[[ Source records open ]]

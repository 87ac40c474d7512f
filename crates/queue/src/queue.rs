use parking_lot::RwLock;

use crate::capability::{
	Capacity, Dequeuer, EnqueueLossy, Enqueuer, Event, GarbageCollector, Length, LossyOutcome, Owner, Peeker, PriorityEnqueueLossy,
	PriorityEnqueuer, Resizer,
};
use crate::config::QueueConfig;
use crate::error::{DequeueError, EnqueueError};
use crate::signal::{Signal, SignalReceiver};
use crate::store::SequencedStore;
use crate::wrapper::{DEFAULT_PRIORITY, Priority, Wrapper};

/// Bounded, priority-ordered queue shared between producers and consumers.
///
/// Items leave in priority order, highest first, and FIFO within a priority.
/// Every operation is non-blocking and holds the internal lock for its whole
/// duration, so concurrent calls are linearizable. Overflow and underflow are
/// returned as values; the retry helpers in [`crate::retry`] turn them into
/// waits.
///
/// Two [`Signal`] channels sized to the queue's capacity announce activity:
/// the input signal after each successful admission call and the output
/// signal after each successful removal call. Sends to them never block, so a
/// slow waiter can never stall the queue.
///
/// Once closed, admissions return [`EnqueueError::Closed`], removals return
/// [`DequeueError::Closed`] or nothing, and `len`/`capacity` read as zero.
pub struct PriorityQueue<T> {
	state: RwLock<Option<SequencedStore<T>>>,
	signal_in: Signal,
	signal_out: Signal,
}

impl<T> PriorityQueue<T> {
	/// Creates an empty queue. A `capacity` below 1 is coerced to 1.
	pub fn new(capacity: usize) -> Self {
		let capacity = capacity.max(1);
		Self {
			state: RwLock::new(Some(SequencedStore::new(capacity))),
			signal_in: Signal::new(capacity),
			signal_out: Signal::new(capacity),
		}
	}

	/// Creates an empty queue sized from `config`.
	pub fn with_config(config: &QueueConfig) -> Self {
		Self::new(config.capacity())
	}

	/// Admits `item` at `priority`, or hands it back on overflow.
	pub fn priority_enqueue(&self, item: T, priority: Priority) -> Result<(), EnqueueError<T>> {
		let mut state = self.state.write();
		let Some(store) = state.as_mut() else {
			return Err(EnqueueError::Closed(item));
		};
		if let Err(rejected) = store.append(Wrapper::new(item, priority)) {
			tracing::trace!(capacity = store.capacity(), priority, "queue.overflow");
			return Err(EnqueueError::Overflow(rejected.into_item()));
		}
		store.sort();
		self.signal_in.try_send();
		Ok(())
	}

	/// Admits `items` in order and returns the un-admitted suffix on overflow.
	///
	/// Priorities are per item when `priorities` matches `items` in length,
	/// otherwise the first one (or [`DEFAULT_PRIORITY`]) applies to all.
	pub fn priority_enqueue_multiple(&self, items: Vec<T>, priorities: &[Priority]) -> Result<(), EnqueueError<Vec<T>>> {
		let mut state = self.state.write();
		let Some(store) = state.as_mut() else {
			return Err(EnqueueError::Closed(items));
		};

		let per_item = priorities.len() == items.len();
		let shared = priorities.first().copied().unwrap_or(DEFAULT_PRIORITY);
		let mut admitted = 0usize;
		let mut remaining = None;
		let mut pending = items.into_iter();
		while let Some(item) = pending.next() {
			let priority = if per_item { priorities[admitted] } else { shared };
			if let Err(rejected) = store.append(Wrapper::new(item, priority)) {
				let mut rest = Vec::with_capacity(pending.len() + 1);
				rest.push(rejected.into_item());
				rest.extend(pending);
				remaining = Some(rest);
				break;
			}
			admitted += 1;
		}

		if admitted > 0 {
			store.sort();
			self.signal_in.try_send();
		}
		match remaining {
			Some(rest) => {
				tracing::trace!(admitted, remaining = rest.len(), capacity = store.capacity(), "queue.overflow.partial");
				Err(EnqueueError::Overflow(rest))
			}
			None => Ok(()),
		}
	}

	/// Admits `item`, evicting the lowest-priority resident when full and
	/// `priority` is strictly higher than it.
	pub fn priority_enqueue_lossy(&self, item: T, priority: Priority) -> Result<LossyOutcome<T>, EnqueueError<T>> {
		let mut state = self.state.write();
		let Some(store) = state.as_mut() else {
			return Err(EnqueueError::Closed(item));
		};

		let wrapper = match store.append(Wrapper::new(item, priority)) {
			Ok(()) => {
				store.sort();
				self.signal_in.try_send();
				return Ok(LossyOutcome::Admitted);
			}
			Err(wrapper) => wrapper,
		};

		match store.lowest_priority() {
			Some(lowest) if priority > lowest => {}
			lowest => {
				tracing::trace!(priority, ?lowest, "queue.lossy.reject");
				return Ok(LossyOutcome::Rejected(wrapper.into_item()));
			}
		}

		let evicted = store.replace_lowest(wrapper);
		store.sort();
		self.signal_in.try_send();
		match evicted {
			Some(evicted) => {
				tracing::trace!(priority, "queue.lossy.evict");
				Ok(LossyOutcome::Evicted(evicted))
			}
			None => Ok(LossyOutcome::Admitted),
		}
	}

	/// Admits `item` at [`DEFAULT_PRIORITY`].
	pub fn enqueue(&self, item: T) -> Result<(), EnqueueError<T>> {
		self.priority_enqueue(item, DEFAULT_PRIORITY)
	}

	/// Admits `items` at [`DEFAULT_PRIORITY`].
	pub fn enqueue_multiple(&self, items: Vec<T>) -> Result<(), EnqueueError<Vec<T>>> {
		self.priority_enqueue_multiple(items, &[])
	}

	/// Lossy admission at [`DEFAULT_PRIORITY`].
	pub fn enqueue_lossy(&self, item: T) -> Result<LossyOutcome<T>, EnqueueError<T>> {
		self.priority_enqueue_lossy(item, DEFAULT_PRIORITY)
	}

	/// Removes the highest-priority, earliest-admitted item.
	pub fn dequeue(&self) -> Result<T, DequeueError> {
		let mut state = self.state.write();
		let Some(store) = state.as_mut() else {
			return Err(DequeueError::Closed);
		};
		let item = store.remove_front().ok_or(DequeueError::Underflow)?;
		self.signal_out.try_send();
		Ok(item)
	}

	/// Removes up to `n` items from the head. Empty on underflow.
	pub fn dequeue_multiple(&self, n: usize) -> Vec<T> {
		let mut state = self.state.write();
		let Some(store) = state.as_mut() else {
			return Vec::new();
		};
		let Some(items) = store.remove_front_many(n) else {
			return Vec::new();
		};
		if !items.is_empty() {
			self.signal_out.try_send();
		}
		items
	}

	/// Removes every queued item, up to capacity.
	pub fn flush(&self) -> Vec<T> {
		let mut state = self.state.write();
		let Some(store) = state.as_mut() else {
			return Vec::new();
		};
		let Some(items) = store.remove_front_many(store.capacity()) else {
			return Vec::new();
		};
		self.signal_out.try_send();
		items
	}

	/// Number of queued items; 0 once closed.
	pub fn len(&self) -> usize {
		self.state.read().as_ref().map_or(0, SequencedStore::len)
	}

	/// Returns `true` if nothing is queued.
	pub fn is_empty(&self) -> bool {
		self.len() == 0
	}

	/// Maximum number of items; 0 once closed.
	pub fn capacity(&self) -> usize {
		self.state.read().as_ref().map_or(0, SequencedStore::capacity)
	}

	/// Returns `true` after [`close`](Self::close).
	pub fn is_closed(&self) -> bool {
		self.state.read().is_none()
	}

	/// Receiver pulsed after each successful admission call.
	pub fn signal_in(&self) -> SignalReceiver {
		self.signal_in.subscribe()
	}

	/// Receiver pulsed after each successful removal call.
	pub fn signal_out(&self) -> SignalReceiver {
		self.signal_out.subscribe()
	}

	/// Drains the queue, closes both signals and marks it unusable.
	///
	/// Items come back in dequeue order. Safe to call more than once.
	pub fn close(&self) -> Vec<T> {
		let mut state = self.state.write();
		let remaining = state
			.take()
			.and_then(|mut store| store.remove_front_many(store.len()))
			.unwrap_or_default();
		let closed_in = self.signal_in.close();
		let closed_out = self.signal_out.close();
		if closed_in || closed_out {
			tracing::debug!(drained = remaining.len(), "queue.close");
		}
		remaining
	}

	/// Changes the capacity. A `capacity` below 1 is coerced to 1.
	///
	/// Shrinking below the current length discards the lowest-priority
	/// residents, returned in dequeue order. Growing pulses the output signal
	/// because room just became available. Existing signal receivers stay
	/// valid.
	pub fn resize(&self, capacity: usize) -> Vec<T> {
		let capacity = capacity.max(1);
		let mut state = self.state.write();
		let Some(store) = state.as_mut() else {
			return Vec::new();
		};
		let previous = store.capacity();
		if capacity == previous {
			return Vec::new();
		}

		let discarded = store.remove_back_many(store.len().saturating_sub(capacity));
		store.set_capacity(capacity);
		self.signal_in.set_capacity(capacity);
		self.signal_out.set_capacity(capacity);
		if capacity > previous {
			self.signal_out.try_send();
		}
		tracing::debug!(previous, capacity, discarded = discarded.len(), "queue.resize");
		discarded
	}

	/// Reallocates the backing buffer at exactly the configured capacity.
	pub fn garbage_collect(&self) {
		if let Some(store) = self.state.write().as_mut() {
			store.compact();
		}
	}
}

impl<T: Clone> PriorityQueue<T> {
	/// Snapshot of every item in dequeue order.
	pub fn peek(&self) -> Vec<T> {
		self.state
			.read()
			.as_ref()
			.map(|store| store.iter().cloned().collect())
			.unwrap_or_default()
	}

	/// Clone of the head item, if any.
	pub fn peek_head(&self) -> Option<T> {
		self.state.read().as_ref().and_then(|store| store.iter().next().cloned())
	}

	/// Clones of up to `n` items from the head.
	pub fn peek_from_head(&self, n: usize) -> Vec<T> {
		self.state
			.read()
			.as_ref()
			.map(|store| store.iter().take(n).cloned().collect())
			.unwrap_or_default()
	}
}

impl<T> std::fmt::Debug for PriorityQueue<T> {
	fn fmt(&self, f: &mut std::fmt::Formatter<'_>) -> std::fmt::Result {
		let state = self.state.read();
		f.debug_struct("PriorityQueue")
			.field("len", &state.as_ref().map_or(0, SequencedStore::len))
			.field("capacity", &state.as_ref().map_or(0, SequencedStore::capacity))
			.field("closed", &state.is_none())
			.finish()
	}
}

impl<T> Owner<T> for PriorityQueue<T> {
	fn close(&self) -> Vec<T> {
		PriorityQueue::close(self)
	}

	fn is_closed(&self) -> bool {
		PriorityQueue::is_closed(self)
	}
}

impl<T> Length for PriorityQueue<T> {
	fn len(&self) -> usize {
		PriorityQueue::len(self)
	}
}

impl<T> Capacity for PriorityQueue<T> {
	fn capacity(&self) -> usize {
		PriorityQueue::capacity(self)
	}
}

impl<T> Event for PriorityQueue<T> {
	fn signal_in(&self) -> SignalReceiver {
		PriorityQueue::signal_in(self)
	}

	fn signal_out(&self) -> SignalReceiver {
		PriorityQueue::signal_out(self)
	}
}

impl<T: Clone> Peeker<T> for PriorityQueue<T> {
	fn peek(&self) -> Vec<T> {
		PriorityQueue::peek(self)
	}

	fn peek_head(&self) -> Option<T> {
		PriorityQueue::peek_head(self)
	}

	fn peek_from_head(&self, n: usize) -> Vec<T> {
		PriorityQueue::peek_from_head(self, n)
	}
}

impl<T> Dequeuer<T> for PriorityQueue<T> {
	fn dequeue(&self) -> Result<T, DequeueError> {
		PriorityQueue::dequeue(self)
	}

	fn dequeue_multiple(&self, n: usize) -> Vec<T> {
		PriorityQueue::dequeue_multiple(self, n)
	}

	fn flush(&self) -> Vec<T> {
		PriorityQueue::flush(self)
	}
}

impl<T> Enqueuer<T> for PriorityQueue<T> {
	fn enqueue(&self, item: T) -> Result<(), EnqueueError<T>> {
		PriorityQueue::enqueue(self, item)
	}

	fn enqueue_multiple(&self, items: Vec<T>) -> Result<(), EnqueueError<Vec<T>>> {
		PriorityQueue::enqueue_multiple(self, items)
	}
}

impl<T> EnqueueLossy<T> for PriorityQueue<T> {
	fn enqueue_lossy(&self, item: T) -> Result<LossyOutcome<T>, EnqueueError<T>> {
		PriorityQueue::enqueue_lossy(self, item)
	}
}

impl<T> PriorityEnqueuer<T> for PriorityQueue<T> {
	fn priority_enqueue(&self, item: T, priority: Priority) -> Result<(), EnqueueError<T>> {
		PriorityQueue::priority_enqueue(self, item, priority)
	}

	fn priority_enqueue_multiple(&self, items: Vec<T>, priorities: &[Priority]) -> Result<(), EnqueueError<Vec<T>>> {
		PriorityQueue::priority_enqueue_multiple(self, items, priorities)
	}
}

impl<T> PriorityEnqueueLossy<T> for PriorityQueue<T> {
	fn priority_enqueue_lossy(&self, item: T, priority: Priority) -> Result<LossyOutcome<T>, EnqueueError<T>> {
		PriorityQueue::priority_enqueue_lossy(self, item, priority)
	}
}

impl<T> Resizer<T> for PriorityQueue<T> {
	fn resize(&self, capacity: usize) -> Vec<T> {
		PriorityQueue::resize(self, capacity)
	}
}

impl<T> GarbageCollector for PriorityQueue<T> {
	fn garbage_collect(&self) {
		PriorityQueue::garbage_collect(self)
	}
}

[[ Source records closed ]]

Task item
Looking at the material above, please copy exactly every line from its first line through the line containing "and the output", with both ends included and nothing else.

Answer section
repository 87ac40c474d7512f
filename crates/queue/src/queue.rs
use parking_lot::RwLock;

use crate::capability::{
	Capacity, Dequeuer, EnqueueLossy, Enqueuer, Event, GarbageCollector, Length, LossyOutcome, Owner, Peeker, PriorityEnqueueLossy,
	PriorityEnqueuer, Resizer,
};
use crate::config::QueueConfig;
use crate::error::{DequeueError, EnqueueError};
use crate::signal::{Signal, SignalReceiver};
use crate::store::SequencedStore;
use crate::wrapper::{DEFAULT_PRIORITY, Priority, Wrapper};

/// Bounded, priority-ordered queue shared between producers and consumers.
///
/// Items leave in priority order, highest first, and FIFO within a priority.
/// Every operation is non-blocking and holds the internal lock for its whole
/// duration, so concurrent calls are linearizable. Overflow and underflow are
/// returned as values; the retry helpers in [`crate::retry`] turn them into
/// waits.
///
/// Two [`Signal`] channels sized to the queue's capacity announce activity:
/// the input signal after each successful admission call and the output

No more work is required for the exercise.